Die Arbeit der Osteland-Mitglieder für  Kunst, Kultur und Regionalgeschichte soll in eine entsprechende Fachgruppe einfließen. In der Rubrik Goldenes Netz Oste sind seit 2014 Berichte über einschlägige Aktivitäten zu finden. Die AG Osteland ist Herausgeberin mehrerer Bücher und Veranstalterin von Kunst- und Geschichtsausstellungen, u. a. über die Maler von der Oste, zum Ende der Franzosenzeit 1813 und zur Sturmflut 1962. Ergänzt wird diese Seite durch die FB-Gruppe ostekultur und die FB-Seite goldenesnetz.

Comedy-Kabarett in Kuhstedtermoor

17. 11. 2017. Am Sonnabend, 16. Dezember, 20 Uhr (Essen: 19 Uhr), präsentiert die Volksbank das Musikcomedy-Kabarett mit Liza Kos im „Cultimo“ in Kuhstedtermoor. Zum Jahresabschluss konnte der Kulturverein im Moor - ein Mitglied der Arbeitsgemeinschaft Osteland - die Künstlerin mit ihrem Programm „Was glaub‘ ich, wer ich bin?!“ gewinnen. Kartenvorbestellungen und Anmeldungen zum Essen werden per E-Mail (events@cultimo-kuhstedtermoor.de) bis Sonnabend, 16. Dezember, um 13 Uhr entgegengenommen. Spontangäste sind willkommen.

 

Osten: Multikulti-Kino in der Kulturmühle

 

Zum Saisonabschluss 2017 will das Ostener Kulturmühlen-Team seine Gäste noch einmal bestens unterhalten. Der Kulturverein zeigt am Freitag, 24. November, 20 Uhr, den Film „Willkommen bei den Hartmanns“  im Ev. Gemeindehaus in der Fährstraße 10 in Osten. - Sie sind gutsituiert, haben ein großes Haus, die Kinder sind längst weg und die Dame des Hauses sucht eine Aufgabe. Was liegt also näher in diesen Zeiten, als einen jungen Flüchtling aufzunehmen. Zu welchen Turbulenzen diese Entscheidung führt, wird in diesem Film auf recht vergnügliche Weise gezeigt... Der Eintritt ist wie immer frei, Spenden werden erbeten. Für Getränke und kleine Speisen ist gesorgt. Trailer hier.

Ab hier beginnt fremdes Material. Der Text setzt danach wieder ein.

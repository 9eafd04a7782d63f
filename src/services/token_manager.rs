use super::cloud_providers::{CloudProvider, CloudTokens};
use anyhow::Result;
use chrono::Utc;
use std::sync::Arc;
use tokio::sync::Mutex;

/// Session-scoped cache for the cloud access credential.
///
/// The token lives here and nowhere else; callers acquire it per batch and
/// may invalidate it when the provider rejects it.
pub struct TokenManager {
    provider: Arc<dyn CloudProvider>,
    cached: Mutex<Option<CloudTokens>>,
}

impl TokenManager {
    pub fn new(provider: Arc<dyn CloudProvider>) -> Self {
        Self {
            provider,
            cached: Mutex::new(None),
        }
    }

    /// Return the cached access token, re-acquiring it when missing or
    /// within five minutes of expiry.
    pub async fn get_valid_token(&self) -> Result<String> {
        let mut cached = self.cached.lock().await;

        if let Some(tokens) = cached.as_ref() {
            if tokens.expires_at > Utc::now() + chrono::Duration::minutes(5) {
                tracing::debug!("Using cached {} token", self.provider.provider_id());
                return Ok(tokens.access_token.clone());
            }
        }

        let fresh = self.provider.request_token().await?;
        let access_token = fresh.access_token.clone();
        *cached = Some(fresh);
        Ok(access_token)
    }

    pub async fn invalidate(&self) {
        *self.cached.lock().await = None;
    }
}

#[cfg(test)]
mod tests {
    use super::*;
    use crate::services::cloud_providers::CloudFile;
    use async_trait::async_trait;
    use bytes::Bytes;
    use std::sync::atomic::{AtomicUsize, Ordering};

    struct CountingProvider {
        requests: AtomicUsize,
        ttl_seconds: i64,
    }

    #[async_trait]
    impl CloudProvider for CountingProvider {
        fn provider_id(&self) -> &'static str {
            "counting"
        }

        fn display_name(&self) -> &'static str {
            "Counting"
        }

        async fn request_token(&self) -> Result<CloudTokens> {
            let n = self.requests.fetch_add(1, Ordering::SeqCst) + 1;
            Ok(CloudTokens {
                access_token: format!("token_{}", n),
                expires_at: Utc::now() + chrono::Duration::seconds(self.ttl_seconds),
            })
        }

        async fn upload_file(
            &self, _access_token: &str, file_name: &str, _data: Bytes, _mime_type: &str,
        ) -> Result<CloudFile> {
            Ok(CloudFile {
                id: "id".to_string(),
                name: file_name.to_string(),
                mime_type: None,
                size: None,
                modified_at: None,
            })
        }

        async fn list_files(&self, _access_token: &str) -> Result<Vec<CloudFile>> {
            Ok(vec![])
        }

        async fn download_file(&self, _access_token: &str, _file_id: &str) -> Result<Bytes> {
            Ok(Bytes::new())
        }

        async fn delete_file(&self, _access_token: &str, _file_id: &str) -> Result<()> {
            Ok(())
        }
    }

    #[tokio::test]
    async fn test_token_is_cached_while_fresh() {
        let provider = Arc::new(CountingProvider {
            requests: AtomicUsize::new(0),
            ttl_seconds: 3600,
        });
        let manager = TokenManager::new(provider.clone());

        assert_eq!(manager.get_valid_token().await.unwrap(), "token_1");
        assert_eq!(manager.get_valid_token().await.unwrap(), "token_1");
        assert_eq!(provider.requests.load(Ordering::SeqCst), 1);
    }

    #[tokio::test]
    async fn test_expiring_token_is_reacquired() {
        // TTL inside the five-minute margin counts as expired
        let provider = Arc::new(CountingProvider {
            requests: AtomicUsize::new(0),
            ttl_seconds: 60,
        });
        let manager = TokenManager::new(provider.clone());

        assert_eq!(manager.get_valid_token().await.unwrap(), "token_1");
        assert_eq!(manager.get_valid_token().await.unwrap(), "token_2");
        assert_eq!(provider.requests.load(Ordering::SeqCst), 2);
    }

    #[tokio::test]
    async fn test_invalidate_clears_cache() {
        let provider = Arc::new(CountingProvider {
            requests: AtomicUsize::new(0),
            ttl_seconds: 3600,
        });
        let manager = TokenManager::new(provider.clone());

        manager.get_valid_token().await.unwrap();
        manager.invalidate().await;
        assert_eq!(manager.get_valid_token().await.unwrap(), "token_2");
    }
}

Ringelnatz- Freundin Erika Fischer im Porträt

17. 11. 2017. Lesetipp: Das neue CUXjournal (November-Ausgabe) stellt das Ringelnatz-Museum in Cuxhaven und die ehrenamtlich tätige Museumsleiterin Erika Fischer vor (Abb.). Die langjährige SPD-Kommunalpolitikerin Erika Fischer ist auch Mitglied der Arbeitsgemeinschaft Osteland.

Ostefreundin lädt zum Weihnachtsmarkt

17.11. 2017. Am ersten Advent, Sonntag, 3. Dezember, findet am Kornspeicher in Nieder Ochtenhausen (Foto: Bölsche) wieder ein Weihnachtsmarkt statt. Wer Interesse hat, Kunsthandwerk oder kulinarische Genüsse anzubieten, kann sich noch anmelden bei der Ostefreundin und Vorsitzenden des Nieder Ochtenhausener Kultur- und Heimatvereins, Birgit Martins (Telefon 0 47 61/ 7 21 30).

Hemmoor: Viel Beifall in der Musikschule

12. 11. 2017. Viel Applaus heute beim Konzert in der Musikschule An der Oste in Hemmoor. „Leidenschaft, gute Musik und ein sehr gut angestimmtes Programm,“ urteilt Besucherin Angela Heinssen: „Der Popchor Hemmoor gehört auf eine größere Bühne.“ Fazit: „Sehr empfehlenswert.“ Mit dabei im Rahmen eines Musik-Workshops: die O-Tones, der Popchor der Musikschule, das Djembe-Ensemble der Musikschule, die Hot Hands und als special guests „The Belletts“, Katrin und Simon Bellett.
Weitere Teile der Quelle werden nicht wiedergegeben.